_SOURCE DATA_
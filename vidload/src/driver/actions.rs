use thiserror::Error;

#[derive(Debug, Error, PartialEq)]
pub enum ActionTableError {
    #[error("Action table is empty.")]
    Empty,

    #[error("Cumulative bounds must be strictly increasing within (0, 1]; found {0} after {1}.")]
    NotIncreasing(f64, f64),

    #[error("The last cumulative bound must be exactly 1.0, not {0}.")]
    Incomplete(f64),

    #[error("Action weights must be finite and positive.")]
    InvalidWeight,
}

/// Weighted dispatch written as `(cumulative upper bound, action)` pairs.
///
/// Action `i` owns the half-open range `[upper[i - 1], upper[i])`, so a table ending at `1.0`
/// partitions `[0, 1)` with neither gaps nor overlaps.
#[derive(Debug, Clone, PartialEq)]
pub struct ActionTable<A> {
    entries: Vec<(f64, A)>,
}

impl<A> ActionTable<A> {
    pub fn cumulative(entries: Vec<(f64, A)>) -> Result<Self, ActionTableError> {
        let mut previous = 0.;
        for (upper, _) in &entries {
            if !upper.is_finite() || *upper <= previous || *upper > 1. {
                return Err(ActionTableError::NotIncreasing(*upper, previous));
            }
            previous = *upper;
        }

        match entries.last() {
            None => Err(ActionTableError::Empty),
            Some((upper, _)) if *upper != 1. => Err(ActionTableError::Incomplete(*upper)),
            Some(_) => Ok(Self { entries }),
        }
    }

    /// Build from relative weights, normalized to sum to one.
    pub fn from_weights(weights: Vec<(f64, A)>) -> Result<Self, ActionTableError> {
        if weights.iter().any(|(w, _)| !w.is_finite() || *w <= 0.) {
            return Err(ActionTableError::InvalidWeight);
        }
        let total: f64 = weights.iter().map(|(w, _)| w).sum();
        let count = weights.len();

        let mut running = 0.;
        let entries = weights
            .into_iter()
            .enumerate()
            .map(|(i, (w, action))| {
                running += w / total;
                // NOTE: Pin the last bound so rounding never leaves a gap below 1.0.
                let upper = if i + 1 == count { 1. } else { running.min(1.) };
                (upper, action)
            })
            .collect();
        Self::cumulative(entries)
    }

    /// The action owning `draw`, which must lie in `[0, 1)`. Out of range draws clamp to the
    /// first or last action.
    pub fn pick(&self, draw: f64) -> &A {
        let idx = self
            .entries
            .partition_point(|(upper, _)| *upper <= draw)
            .min(self.entries.len() - 1);
        &self.entries[idx].1
    }

    /// Each action with the half-open range it owns.
    pub fn ranges(&self) -> impl Iterator<Item = (f64, f64, &A)> {
        let lowers = std::iter::once(0.).chain(self.entries.iter().map(|(upper, _)| *upper));
        lowers
            .zip(self.entries.iter())
            .map(|(lo, (hi, action))| (lo, *hi, action))
    }

    pub fn len(&self) -> usize {
        self.entries.len()
    }

    pub fn is_empty(&self) -> bool {
        self.entries.is_empty()
    }
}

#[cfg(test)]
mod tests {
    use super::*;

    #[derive(Debug, Clone, Copy, PartialEq)]
    enum A {
        Health,
        Videos,
        Rankings,
        Auth,
    }

    fn web() -> ActionTable<A> {
        ActionTable::cumulative(vec![
            (0.1, A::Health),
            (0.4, A::Videos),
            (0.7, A::Rankings),
            (1.0, A::Auth),
        ])
        .unwrap()
    }

    #[test]
    fn buckets_partition_unit_interval() {
        let table = web();
        let ranges: Vec<_> = table.ranges().collect();
        assert_eq!(ranges.first().unwrap().0, 0.);
        assert_eq!(ranges.last().unwrap().1, 1.);
        for pair in ranges.windows(2) {
            assert_eq!(pair[0].1, pair[1].0);
            assert!(pair[0].0 < pair[0].1);
        }
    }

    #[test]
    fn boundaries_belong_to_upper_bucket() {
        let table = web();
        assert_eq!(table.pick(0.), &A::Health);
        assert_eq!(table.pick(0.099_999), &A::Health);
        assert_eq!(table.pick(0.1), &A::Videos);
        assert_eq!(table.pick(0.4), &A::Rankings);
        assert_eq!(table.pick(0.7), &A::Auth);
        assert_eq!(table.pick(0.999_999), &A::Auth);
        assert_eq!(table.pick(1.0), &A::Auth);
    }

    #[test]
    fn every_draw_hits_exactly_one_bucket() {
        let table = web();
        for step in 0..10_000 {
            let draw = step as f64 / 10_000.;
            let owners = table
                .ranges()
                .filter(|(lo, hi, _)| *lo <= draw && draw < *hi)
                .count();
            assert_eq!(owners, 1, "draw {draw}");
        }
    }

    #[test]
    fn malformed_tables_are_rejected() {
        assert_eq!(
            ActionTable::<A>::cumulative(vec![]).unwrap_err(),
            ActionTableError::Empty
        );
        assert_eq!(
            ActionTable::cumulative(vec![(0.5, A::Health), (0.9, A::Auth)]).unwrap_err(),
            ActionTableError::Incomplete(0.9)
        );
        assert_eq!(
            ActionTable::cumulative(vec![(0.5, A::Health), (0.5, A::Auth), (1., A::Videos)])
                .unwrap_err(),
            ActionTableError::NotIncreasing(0.5, 0.5)
        );
    }

    #[test]
    fn weights_normalize() {
        let table = ActionTable::from_weights(vec![(1., A::Health), (3., A::Videos)]).unwrap();
        let ranges: Vec<_> = table.ranges().map(|(lo, hi, _)| (lo, hi)).collect();
        assert_eq!(ranges, [(0., 0.25), (0.25, 1.)]);
        assert_eq!(
            ActionTable::from_weights(vec![(0., A::Health)]).unwrap_err(),
            ActionTableError::InvalidWeight
        );
    }
}
//! Built-in capacity plans and plan loading.
use crate::RuntimeError;
use std::convert::Infallible;
use std::path::PathBuf;
use std::str::FromStr;
use std::time::Duration;
use vidload_core::{
    Aggregation, Comparison, Credentials, Executor, Plan, PlanScenario, ScenarioConfig, Stage,
    Tag, ThinkTime, ThresholdExpr, WorkloadKind, UPLOAD_THINK_MAX, UPLOAD_THINK_MIN,
};
#[allow(unused)]
use tracing::{debug, error, info, trace, warn};

const MINUTE: Duration = Duration::from_secs(60);

/// Where a plan comes from: one of the built-ins or a JSON file.
#[derive(Debug, Clone, PartialEq)]
pub enum PlanSource {
    WebCapacity,
    UploadCapacity,
    File(PathBuf),
}

impl FromStr for PlanSource {
    type Err = Infallible;

    fn from_str(s: &str) -> Result<Self, Self::Err> {
        Ok(match s {
            "web" | "web-capacity" => PlanSource::WebCapacity,
            "upload" | "upload-capacity" => PlanSource::UploadCapacity,
            path => PlanSource::File(PathBuf::from(path)),
        })
    }
}

impl PlanSource {
    pub async fn load(&self) -> Result<Plan, RuntimeError> {
        let plan = match self {
            PlanSource::WebCapacity => web_capacity(),
            PlanSource::UploadCapacity => upload_capacity(),
            PlanSource::File(path) => {
                let raw = tokio::fs::read_to_string(path)
                    .await
                    .map_err(|source| RuntimeError::PlanFile {
                        path: path.clone(),
                        source,
                    })?;
                serde_json::from_str(&raw).map_err(|source| RuntimeError::PlanParse {
                    path: path.clone(),
                    source,
                })?
            }
        };
        debug!("Loaded plan {} with {} scenario(s)", plan.name, plan.scenarios.len());
        Ok(plan)
    }
}

/// Ramp to `peak` over a minute, hold for three, ramp down over a minute.
fn load_stage(name: &str, test_type: &str, peak: usize, start: Duration) -> PlanScenario {
    PlanScenario {
        config: ScenarioConfig {
            executor: Executor::ramping(
                0,
                &[
                    Stage::new(MINUTE, peak),
                    Stage::new(3 * MINUTE, peak),
                    Stage::new(MINUTE, 0),
                ],
            ),
            start_time: start,
            tag: Some(Tag::new("test_type", test_type)),
            ..ScenarioConfig::new(name)
        },
        workload: WorkloadKind::WebCapacity,
        users: vec![],
    }
}

fn expr(aggregation: Aggregation, comparison: Comparison, value: f64) -> ThresholdExpr {
    ThresholdExpr {
        aggregation,
        comparison,
        value,
    }
}

/// Web tier capacity: a 2 minute smoke test at 5 users, then back-to-back load stages
/// peaking at 50, 100 and 150 users. Runs 17 minutes.
pub fn web_capacity() -> Plan {
    let smoke = PlanScenario {
        config: ScenarioConfig {
            executor: Executor::constant(5, 2 * MINUTE),
            tag: Some(Tag::new("test_type", "smoke")),
            ..ScenarioConfig::new("smoke_test")
        },
        workload: WorkloadKind::WebCapacity,
        users: vec![],
    };

    Plan::new("web-capacity")
        .scenario(smoke)
        .scenario(load_stage("moderate_load", "moderate", 50, 2 * MINUTE))
        .scenario(load_stage("high_load", "high", 100, 7 * MINUTE))
        .scenario(load_stage("stress_test", "stress", 150, 12 * MINUTE))
        .threshold(
            "http_req_duration",
            expr(Aggregation::Percentile(95.), Comparison::Lt, 1000.),
        )
        .threshold("errors", expr(Aggregation::Rate, Comparison::Lt, 0.05))
        .threshold("http_req_failed", expr(Aggregation::Rate, Comparison::Lt, 0.05))
}

/// Upload path capacity: two users uploading continuously for 3 minutes.
pub fn upload_capacity() -> Plan {
    let upload = PlanScenario {
        config: ScenarioConfig {
            executor: Executor::constant(2, 3 * MINUTE),
            tag: Some(Tag::new("test_type", "upload_minimal")),
            think_time: ThinkTime::new(UPLOAD_THINK_MIN, UPLOAD_THINK_MAX),
            ..ScenarioConfig::new("upload_only")
        },
        workload: WorkloadKind::UploadCapacity,
        users: (1..=2)
            .map(|n| Credentials::new(&format!("test{n}@anb.com"), "Test123!"))
            .collect(),
    };

    Plan::new("upload-capacity")
        .scenario(upload)
        .threshold("upload_success", expr(Aggregation::Rate, Comparison::Gt, 0.70))
        .threshold(
            "upload_time_ms",
            expr(Aggregation::Percentile(95.), Comparison::Lt, 15000.),
        )
}

#[cfg(test)]
mod tests {
    use super::*;

    #[test]
    fn builtin_plans_are_valid() {
        let web = web_capacity();
        assert_eq!(web.validate(), Ok(()));
        assert_eq!(web.end_offset(), 17 * MINUTE);
        assert_eq!(web.threshold_rules().len(), 3);
        assert_eq!(web.summary_file_name(), "web-capacity_summary.json");

        let stress = &web.scenarios[3].config;
        assert_eq!(stress.concurrency_at(12 * MINUTE), 0);
        assert_eq!(stress.concurrency_at(13 * MINUTE), 150);
        assert_eq!(stress.concurrency_at(17 * MINUTE), 0);

        let upload = upload_capacity();
        assert_eq!(upload.validate(), Ok(()));
        assert_eq!(upload.end_offset(), 3 * MINUTE);
        assert_eq!(upload.scenarios[0].users.len(), 2);
        assert_eq!(upload.scenarios[0].config.think_time.min, UPLOAD_THINK_MIN);
    }

    #[test]
    fn builtin_thresholds_read_back() {
        let rules: Vec<String> = upload_capacity()
            .threshold_rules()
            .iter()
            .map(|r| r.to_string())
            .collect();
        assert_eq!(rules, ["upload_success rate>0.7", "upload_time_ms p(95)<15000"]);
    }

    #[test]
    fn plan_source_parses() {
        assert_eq!("web".parse::<PlanSource>(), Ok(PlanSource::WebCapacity));
        assert_eq!("upload-capacity".parse::<PlanSource>(), Ok(PlanSource::UploadCapacity));
        assert_eq!(
            "plans/soak.json".parse::<PlanSource>(),
            Ok(PlanSource::File(PathBuf::from("plans/soak.json")))
        );
    }

    #[tracing_test::traced_test]
    #[tokio::test]
    async fn builtin_plan_loads() {
        let plan = PlanSource::UploadCapacity.load().await.unwrap();
        assert_eq!(plan, upload_capacity());
        assert!(logs_contain("Loaded plan upload-capacity with 1 scenario(s)"));
    }

    #[tokio::test]
    async fn missing_plan_file_is_reported() {
        let source = PlanSource::File(PathBuf::from("/nonexistent/vidload-plan.json"));
        assert!(matches!(
            source.load().await,
            Err(RuntimeError::PlanFile { .. })
        ));
    }
}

_TASK DIRECTIONS_
Look above for the line that contains "let draw = step as f64 / 10_000.;". Starting there, transcribe every line exactly until you have copied the line that contains "let ranges: Vec<_> = table.ranges().map(|(lo, hi, _)|".

_ANSWER SPACE_
            let draw = step as f64 / 10_000.;
            let owners = table
                .ranges()
                .filter(|(lo, hi, _)| *lo <= draw && draw < *hi)
                .count();
            assert_eq!(owners, 1, "draw {draw}");
        }
    }

    #[test]
    fn malformed_tables_are_rejected() {
        assert_eq!(
            ActionTable::<A>::cumulative(vec![]).unwrap_err(),
            ActionTableError::Empty
        );
        assert_eq!(
            ActionTable::cumulative(vec![(0.5, A::Health), (0.9, A::Auth)]).unwrap_err(),
            ActionTableError::Incomplete(0.9)
        );
        assert_eq!(
            ActionTable::cumulative(vec![(0.5, A::Health), (0.5, A::Auth), (1., A::Videos)])
                .unwrap_err(),
            ActionTableError::NotIncreasing(0.5, 0.5)
        );
    }

    #[test]
    fn weights_normalize() {
        let table = ActionTable::from_weights(vec![(1., A::Health), (3., A::Videos)]).unwrap();
        let ranges: Vec<_> = table.ranges().map(|(lo, hi, _)| (lo, hi)).collect();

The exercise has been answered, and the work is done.